All things considered, I think it’s worth looking at as a speculative property. I will keep the position small and manage the risk carefully.
The success of this investment trust can largely be attributed to its focused strategy and willingness to diverge from traditional benchmarks. Unlike index-tracking funds that mirror the composition of the FTSE 100, this trust has concentrated its portfolio in high-growth sectors such as technology, renewable energy, and digital infrastructure. These sectors have benefited from long-term structural trends, including the global shift toward clean energy and the rapid pace of digital transformation.

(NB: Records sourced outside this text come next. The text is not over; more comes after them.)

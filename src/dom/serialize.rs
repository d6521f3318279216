//! HTML serialization: `innerHTML`/`outerHTML` getters and text content.

use super::{Dom, NodeId, NodeKind};
use crate::tokenizer::{is_raw_text_tag, is_void_tag};

// Deep user-built trees can exceed the default stack during recursive
// serialization.
const RED_ZONE: usize = 128 * 1024;
const GROWN_STACK: usize = 8 * 1024 * 1024;

impl Dom {
    /// Serialization of the node's children.
    pub(crate) fn inner_html(&self, id: NodeId) -> String {
        let mut out = String::new();
        for &child in self.children(id) {
            self.serialize_node(child, &mut out);
        }
        out
    }

    /// Serialization of the node itself, children included.
    pub(crate) fn outer_html(&self, id: NodeId) -> String {
        let mut out = String::new();
        self.serialize_node(id, &mut out);
        out
    }

    fn serialize_node(&self, id: NodeId, out: &mut String) {
        stacker::maybe_grow(RED_ZONE, GROWN_STACK, || {
            let Ok(node) = self.node(id) else {
                return;
            };
            match &node.kind {
                NodeKind::Document => {
                    for &child in &node.children {
                        self.serialize_node(child, out);
                    }
                }
                NodeKind::DocumentType { name, .. } => {
                    out.push_str("<!DOCTYPE ");
                    out.push_str(name);
                    out.push('>');
                }
                NodeKind::Comment(text) => {
                    out.push_str("<!--");
                    out.push_str(text);
                    out.push_str("-->");
                }
                NodeKind::Text(text) => {
                    let raw_parent = node
                        .parent
                        .and_then(|parent| self.tag_name(parent))
                        .is_some_and(is_raw_text_tag);
                    if raw_parent {
                        out.push_str(text);
                    } else {
                        escape_text(text, out);
                    }
                }
                NodeKind::Element(element) => {
                    out.push('<');
                    out.push_str(&element.tag_name);
                    for attr in &element.attrs {
                        out.push(' ');
                        out.push_str(&attr.name);
                        out.push_str("=\"");
                        escape_attribute(&attr.value, out);
                        out.push('"');
                    }
                    out.push('>');
                    if is_void_tag(&element.tag_name) {
                        return;
                    }
                    for &child in &node.children {
                        self.serialize_node(child, out);
                    }
                    out.push_str("</");
                    out.push_str(&element.tag_name);
                    out.push('>');
                }
            }
        });
    }

    /// Concatenated text of all descendant text nodes, document order.
    pub(crate) fn text_content(&self, id: NodeId) -> String {
        let mut out = String::new();
        if let Ok(node) = self.node(id) {
            if let NodeKind::Text(text) = &node.kind {
                return text.clone();
            }
            if let NodeKind::Comment(text) = &node.kind {
                return text.clone();
            }
        }
        for descendant in self.descendants(id) {
            if let Ok(node) = self.node(descendant) {
                if let NodeKind::Text(text) = &node.kind {
                    out.push_str(text);
                }
            }
        }
        out
    }
}

fn escape_text(text: &str, out: &mut String) {
    for ch in text.chars() {
        match ch {
            '&' => out.push_str("&amp;"),
            '<' => out.push_str("&lt;"),
            '>' => out.push_str("&gt;"),
            '\u{00A0}' => out.push_str("&nbsp;"),
            other => out.push(other),
        }
    }
}

fn escape_attribute(value: &str, out: &mut String) {
    for ch in value.chars() {
        match ch {
            '&' => out.push_str("&amp;"),
            '"' => out.push_str("&quot;"),
            '\u{00A0}' => out.push_str("&nbsp;"),
            other => out.push(other),
        }
    }
}

#[cfg(test)]
mod tests {
    use super::*;
    use crate::dom::Attr;
    use crate::Result;

    #[test]
    fn serializes_elements_attributes_and_text() -> Result<()> {
        let mut dom = Dom::new();
        let div = dom.create_element(
            "div",
            vec![Attr {
                name: "class".into(),
                value: "a \"b\"".into(),
            }],
        );
        let text = dom.create_text("1 < 2 & 3".into());
        dom.append_child(dom.root, div)?;
        dom.append_child(div, text)?;
        assert_eq!(
            dom.outer_html(div),
            "<div class=\"a &quot;b&quot;\">1 &lt; 2 &amp; 3</div>"
        );
        assert_eq!(dom.inner_html(div), "1 &lt; 2 &amp; 3");
        Ok(())
    }

    #[test]
    fn void_elements_have_no_end_tag() -> Result<()> {
        let mut dom = Dom::new();
        let br = dom.create_element("br", Vec::new());
        dom.append_child(dom.root, br)?;
        assert_eq!(dom.outer_html(br), "<br>");
        Ok(())
    }

    #[test]
    fn raw_text_children_are_not_escaped() -> Result<()> {
        let mut dom = Dom::new();
        let script = dom.create_element("script", Vec::new());
        let body = dom.create_text("if (a < b) log('&');".into());
        dom.append_child(dom.root, script)?;
        dom.append_child(script, body)?;
        assert_eq!(
            dom.outer_html(script),
            "<script>if (a < b) log('&');</script>"
        );
        Ok(())
    }

    #[test]
    fn text_content_concatenates_descendants() -> Result<()> {
        let mut dom = Dom::new();
        let div = dom.create_element("div", Vec::new());
        let span = dom.create_element("span", Vec::new());
        let a = dom.create_text("he".into());
        let b = dom.create_text("llo".into());
        dom.append_child(dom.root, div)?;
        dom.append_child(div, a)?;
        dom.append_child(div, span)?;
        dom.append_child(span, b)?;
        assert_eq!(dom.text_content(div), "hello");
        Ok(())
    }
}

Another key factor behind the trust’s exceptional performance is its active management approach. Fund managers have demonstrated agility in reallocating capital as market conditions evolve. By identifying undervalued assets early and maintaining a forward-looking perspective, they have been able to capture gains that passive strategies might miss. This flexibility has proven especially valuable in 2026, a year characterized by rapid changes in interest rates, inflation expectations, and geopolitical developments.
Investor sentiment has also played a significant role. As confidence in traditional markets wavered, many investors sought alternative avenues for growth. The trust’s strong track record and bold investment choices attracted both retail and institutional capital, creating a positive feedback loop. Increased inflows allowed the fund to scale its positions and further enhance returns, reinforcing its reputation as a top performer.
It’s important to note that such high returns often come with elevated risk. Concentrated portfolios and exposure to emerging sectors can lead to significant volatility. While the trust has delivered impressive gains this year, its performance may not be consistent over the long term. Investors should carefully consider their risk tolerance and investment horizon before committing capital.
The broader implications of this outperformance extend beyond a single fund. It highlights the potential advantages of active management in certain market conditions. While passive investing has gained popularity due to its low costs and simplicity, this example demonstrates that skilled managers can still generate substantial alpha by deviating from standard indices like the FTSE 100.
Looking ahead, the sustainability of these returns will depend on several factors. Continued growth in the trust’s core sectors, supportive macroeconomic conditions, and effective risk management will all be crucial. Additionally, as more investors take notice, the challenge of maintaining a competitive edge may increase, particularly if market dynamics shift or valuations become stretched.
In conclusion, the extraordinary performance of this investment trust in 2026 serves as a reminder that opportunities for outsized returns still exist in today’s complex financial landscape. By combining strategic focus, active management, and a willingness to embrace innovation, the fund has significantly outpaced the FTSE 100. However, as with any high-performing investment, a balanced perspective is essential to navigate the risks and uncertainties that lie ahead.